Por todo ello siempre defiendo que debemos aceptar a nuestros hijos de manera incondicional, sin ningún tipo de condición o chantaje. Es decir, no te quiero por lo que haces o no haces, sino por quién eres. Eres mi hijo y, hagas lo que hagas, te querré igual. No consigues puntos para que te quiera más o menos. Mi apoyo y mi amor incondicional no dependen de nada, son incondicionales. Depende de que existas. Es frecuente encontraros con padres o madres que le dan excesiva importancia al ámbito académico.

Si constantemente estoy protegiendo a mis hijos, el mandato que les estoy mostrando implícitamente es “no eres capaz”.

En su ímpetu de que sean excelentes médicos, empresarios, abogados o arquitectos condicionan sus muestras de amor hacia sus hijos: “Si cumples con mi expectativa o mi mandato (aprobar todo), tienes mi cariño”. Pero, ¿qué ocurre si el niño no cumple con la expectativa de su padre o su madre? Pues que el padre deja de mostrarle su apoyo y esto se transforma en “no quiero hablar contigo, me siento defraudado”, “no me esperaba esto de ti” o “vete a tu habitación”. Por lo tanto, es un apoyo condicionado. ¿A qué? A que el niño cumpla con mi expectativa. Y si el niño se le ocurre pedirle a su padre o madre que le abrace porque lo necesita, el padre se lo niega “porque estoy muy enfadado contigo”.

¿Por qué está pasando todo esto? Entre otras cosas porque solo nos interesa cultivar el ámbito intelectual y cognitivo de nuestros hijos, dejando de lado los aspectos más emocionales. ¿Sabéis cuál es el factor que mejor predice la calidad de vida de nuestros hijos? La autoestima. Y como suelo comentar, la autoestima no es algo que venga codificado genéticamente en el brazo corto del cromosoma 4. Ni siquiera en el cromosoma 17 ni 20. La autoestima es algo que se trabaja y rellena en casa. Si nosotros como padres no confiamos en nuestros hijos, ¿quién lo hará? Por todo ello, es de vital importancia para nuestros hijos que les aceptemos y les miremos incondicionalmente.
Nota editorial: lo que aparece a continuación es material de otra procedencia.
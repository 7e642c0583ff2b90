//! Error types for the GeoServer client.

use gscoverage_model::SchemaError;
use gscoverage_xml::XmlError;

use crate::transport::Method;

/// Errors raised while talking to GeoServer or preparing a request for it.
#[derive(Debug, thiserror::Error)]
pub enum GeoServerError {
    /// A request body could not be written or a response could not be parsed.
    #[error(transparent)]
    Xml(#[from] XmlError),

    /// A descriptor was malformed or incomplete.
    #[error(transparent)]
    Schema(#[from] SchemaError),

    /// The server answered with a status the operation does not accept.
    /// Carries the raw status and body.
    #[error("{method} {url} failed with status {status}: {body}")]
    Transport {
        /// Request method.
        method: Method,
        /// Request URL.
        url: String,
        /// Response status code.
        status: u16,
        /// Response body as text.
        body: String,
    },

    /// The named item already exists in the catalog.
    #[error("{kind} `{name}` already exists")]
    Conflict {
        /// Catalog item kind, e.g. `layer`.
        kind: &'static str,
        /// Item name.
        name: String,
    },

    /// A catalog item the operation depends on does not exist.
    #[error("{kind} `{name}` not found")]
    NotFound {
        /// Catalog item kind.
        kind: &'static str,
        /// Item name.
        name: String,
    },

    /// More than one catalog item matched a lookup that must be unique.
    #[error("multiple {kind} items match `{name}`")]
    Ambiguous {
        /// Catalog item kind.
        kind: &'static str,
        /// Item name.
        name: String,
    },

    /// The HTTP client failed before a response was received.
    #[error("HTTP error: {0}")]
    Http(#[from] reqwest::Error),

    /// The caller passed an argument the operation cannot use.
    #[error("invalid argument: {0}")]
    InvalidArgument(String),

    /// Configuration error.
    #[error("configuration error: {0}")]
    Config(String),
}

impl GeoServerError {
    /// Status code of a [`GeoServerError::Transport`] error.
    #[must_use]
    pub fn status(&self) -> Option<u16> {
        match self {
            Self::Transport { status, .. } => Some(*status),
            _ => None,
        }
    }
}

/// Convenience result type for GeoServer operations.
pub type GeoServerResult<T> = Result<T, GeoServerError>;

#[cfg(test)]
mod tests {
    use super::*;

    #[test]
    fn test_should_render_transport_error_with_status_and_body() {
        let err = GeoServerError::Transport {
            method: Method::Post,
            url: "http://h/rest/reload".to_owned(),
            status: 500,
            body: "boom".to_owned(),
        };
        assert_eq!(err.to_string(), "POST http://h/rest/reload failed with status 500: boom");
        assert_eq!(err.status(), Some(500));
    }

    #[test]
    fn test_should_pass_schema_error_through() {
        let err = GeoServerError::from(SchemaError::missing("metadata[0].key"));
        assert!(err.to_string().contains("metadata[0].key"));
        assert_eq!(err.status(), None);
    }
}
Y ya para concluir, vuelvo a alertar sobre las terribles consecuencias que tiene la sobreprotección en nuestros hijos. Si tiendo a hacerle todo y a evitarle frustraciones y disgustos, jamás aprenderá a gestionarse por sí mismo. Comenzábamos el artículo hablando de los mandatos familiares. Si constantemente estoy protegiendo a mis hijos y no les dejo que se midan y experimenten ante diferentes situaciones, el mandato que les estoy mostrando implícitamente es “no eres capaz”. Y esto, tiene consecuencias directas y negativas sobre la autoestima de nuestros hijos. Por todo ello, seamos conscientes de los mandatos que arrastramos de generaciones anteriores a las nuestras y que les estamos pasando a nuestros hijos. Dejémosles hacer las cosas por sí mismos y aceptad incondicionalmente a vuestros hijos. Ellos lo merecen.